Attackers use malware to hold personal data hostage until victims shell out money to get it back. Here's how to prevent it from happening to you

More than 312,000 unique samples of ransomware appeared during Q3 last year, according to McAfee Labs Threat Report: Third Quarter 2013. "We see virtual currencies also experiencing massive growth," says Raj Samani, EMEA CTO, McAfee. With hackers combining the virtually untraceable currencies with ransomware attacks to ease fee collection, enterprise and end-user losses are certain to also multiply.

[Tips to avoid being bit by Cryptolocker (and what to do if you are)]

Apart from proper protection, enterprises, employees and consumers will reach for their e-wallets or face losing something of greater value than the typical US$300 ransom fees. Thankfully, those protections are within reach.

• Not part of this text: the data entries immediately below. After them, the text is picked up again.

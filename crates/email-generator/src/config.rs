//! Generator configuration loaded via OrthoConfig.

use std::path::PathBuf;

use ortho_config::OrthoConfig;
use serde::Deserialize;

use crate::history::DEFAULT_HISTORY_FILE;

/// Settings for an interactive session.
///
/// Values come from `--history-path`/`--seed` flags or the
/// `EMAIL_GENERATOR_HISTORY_PATH`/`EMAIL_GENERATOR_SEED` environment
/// variables. With nothing set, history lives in `email_history.json` in the
/// working directory and generation is randomly seeded.
#[derive(Debug, Clone, Deserialize, OrthoConfig)]
#[ortho_config(prefix = "EMAIL_GENERATOR")]
pub struct GeneratorSettings {
    /// History file, relative to the working directory unless absolute.
    #[ortho_config(default = PathBuf::from(DEFAULT_HISTORY_FILE))]
    pub history_path: PathBuf,
    /// Optional RNG seed for a reproducible session.
    pub seed: Option<u64>,
}
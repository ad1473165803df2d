//! Exclusion rule merging.
//!
//! Turns a project's `sastExclude` list into the scanner's glob dialect and
//! merges it into a copy of the base scanner config. The result is written to
//! a temporary file that lives only as long as one scan.

mod document;
mod glob;

pub use document::{
    load_base_config, merge_exclusions, prepare_merged_config, write_merged_config,
    BaseConfigSource, MergedConfigFile, BUNDLED_BASE_CONFIG, CONTAINER_OUTPUT_DIR,
    RESULT_FILE_NAME, RESULT_FORMAT,
};
pub use glob::{normalize_exclusion, normalize_exclusions};
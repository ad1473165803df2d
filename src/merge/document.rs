//! Merging project exclusions into the scanner's YAML config.

use super::glob::normalize_exclusions;
use crate::error::{Result, SecureThisError};
use serde_yaml::{Mapping, Value};
use std::path::{Path, PathBuf};
use tempfile::TempDir;

/// Base scanner config shipped with securethis.
pub const BUNDLED_BASE_CONFIG: &str = include_str!("../../assets/base-fluid-attacks-config.yaml");

/// Result file name the scanner is told to write.
pub const RESULT_FILE_NAME: &str = "Fluid-Attacks-Results.csv";

/// Directory the output dir is mounted at inside the container.
pub const CONTAINER_OUTPUT_DIR: &str = "/scan-output";

/// Output format forced onto every merged config.
pub const RESULT_FORMAT: &str = "CSV";

const MERGED_FILE_NAME: &str = "merged-fluid-attacks-config.yaml";
const TEMP_DIR_PREFIX: &str = "fluid-attacks-config-";

/// Where the base scanner config comes from.
#[derive(Debug, Clone, Default, PartialEq, Eq)]
pub enum BaseConfigSource {
    /// The copy compiled into the binary
    #[default]
    Bundled,
    /// A YAML file on disk
    File(PathBuf),
}

/// Load and parse the base scanner config.
pub fn load_base_config(source: &BaseConfigSource) -> Result<Value> {
    let (content, origin) = match source {
        BaseConfigSource::Bundled => (BUNDLED_BASE_CONFIG.to_string(), "bundled base config".to_string()),
        BaseConfigSource::File(path) => {
            let content = std::fs::read_to_string(path).map_err(|e| {
                SecureThisError::base_config(format!("cannot read {}: {e}", path.display()))
            })?;
            (content, path.display().to_string())
        }
    };

    serde_yaml::from_str(&content)
        .map_err(|e| SecureThisError::base_config(format!("cannot parse {origin}: {e}")))
}

/// Build the merged scanner config from `base` and the project's exclusions.
///
/// `base` is left untouched. The result has `sast.exclude` replaced by the
/// normalized exclusions and the output section pointed at
/// `/scan-output/Fluid-Attacks-Results.csv` in CSV format.
pub fn merge_exclusions(base: &Value, exclusions: &[String]) -> Result<Value> {
    let mut merged = base.clone();
    let root = merged
        .as_mapping_mut()
        .ok_or_else(|| SecureThisError::base_config("document root is not a mapping"))?;

    let excluded: Vec<Value> = normalize_exclusions(exclusions)
        .into_iter()
        .map(Value::String)
        .collect();
    section_mut(root, "sast")?.insert("exclude".into(), Value::Sequence(excluded));

    let output = section_mut(root, "output")?;
    output.insert(
        "file_path".into(),
        Value::String(format!("{CONTAINER_OUTPUT_DIR}/{RESULT_FILE_NAME}")),
    );
    output.insert("format".into(), Value::String(RESULT_FORMAT.to_string()));

    Ok(merged)
}

/// Get the mapping under `key`, creating it when absent or null.
fn section_mut<'a>(root: &'a mut Mapping, key: &str) -> Result<&'a mut Mapping> {
    let entry = root
        .entry(Value::String(key.to_string()))
        .or_insert_with(|| Value::Mapping(Mapping::new()));
    if entry.is_null() {
        *entry = Value::Mapping(Mapping::new());
    }
    entry
        .as_mapping_mut()
        .ok_or_else(|| SecureThisError::base_config(format!("`{key}` is not a mapping")))
}

// ============================================================================
// Temporary merged config file
// ============================================================================

/// A merged config written to its own temporary directory.
///
/// The directory is removed when this value is dropped, whichever way the
/// scan ended.
#[derive(Debug)]
pub struct MergedConfigFile {
    dir: TempDir,
    path: PathBuf,
}

impl MergedConfigFile {
    /// Path of the merged YAML file.
    #[must_use]
    pub fn path(&self) -> &Path {
        &self.path
    }

    /// Path of the temporary directory holding the file.
    #[must_use]
    pub fn dir(&self) -> &Path {
        self.dir.path()
    }

    /// Remove the temporary directory now, logging instead of failing.
    pub fn close(self) {
        let dir = self.dir.path().to_path_buf();
        match self.dir.close() {
            Ok(()) => tracing::debug!("Cleaned up temporary config directory: {}", dir.display()),
            Err(e) => tracing::warn!(
                "Could not clean up temporary directory {}: {e}. You may need to remove it manually.",
                dir.display()
            ),
        }
    }
}

/// Serialize `merged` into a fresh temporary directory.
pub fn write_merged_config(merged: &Value) -> Result<MergedConfigFile> {
    let dir = tempfile::Builder::new()
        .prefix(TEMP_DIR_PREFIX)
        .tempdir()
        .map_err(|e| SecureThisError::io(std::env::temp_dir(), e))?;
    let path = dir.path().join(MERGED_FILE_NAME);

    let content = serde_yaml::to_string(merged)
        .map_err(|e| SecureThisError::base_config(format!("cannot serialize merged config: {e}")))?;
    std::fs::write(&path, &content).map_err(|e| SecureThisError::io(&path, e))?;

    tracing::debug!("Created temporary merged config at {}", path.display());
    tracing::debug!("---\n{content}\n===");
    Ok(MergedConfigFile { dir, path })
}

/// Load the base config, merge `exclusions` into it and write the result.
pub fn prepare_merged_config(
    source: &BaseConfigSource,
    exclusions: &[String],
) -> Result<MergedConfigFile> {
    let base = load_base_config(source)?;
    let merged = merge_exclusions(&base, exclusions)?;
    write_merged_config(&merged)
}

By using preventive educational and security measures, the enterprise can safe guarding its people and itself against costly, embarrassing losses.

Ransomware update

"We categorize ransomware as either police-themed or encryptors," says Sean Sullivan, Security Advisor, F-Secure. Police-themed ransomware uses images from law enforcement websites in order to reinforce claims that the attack comes from a legitimate law enforcement authority and that the victim must pay a 'fine' in order to restore data access, according to Sullivan.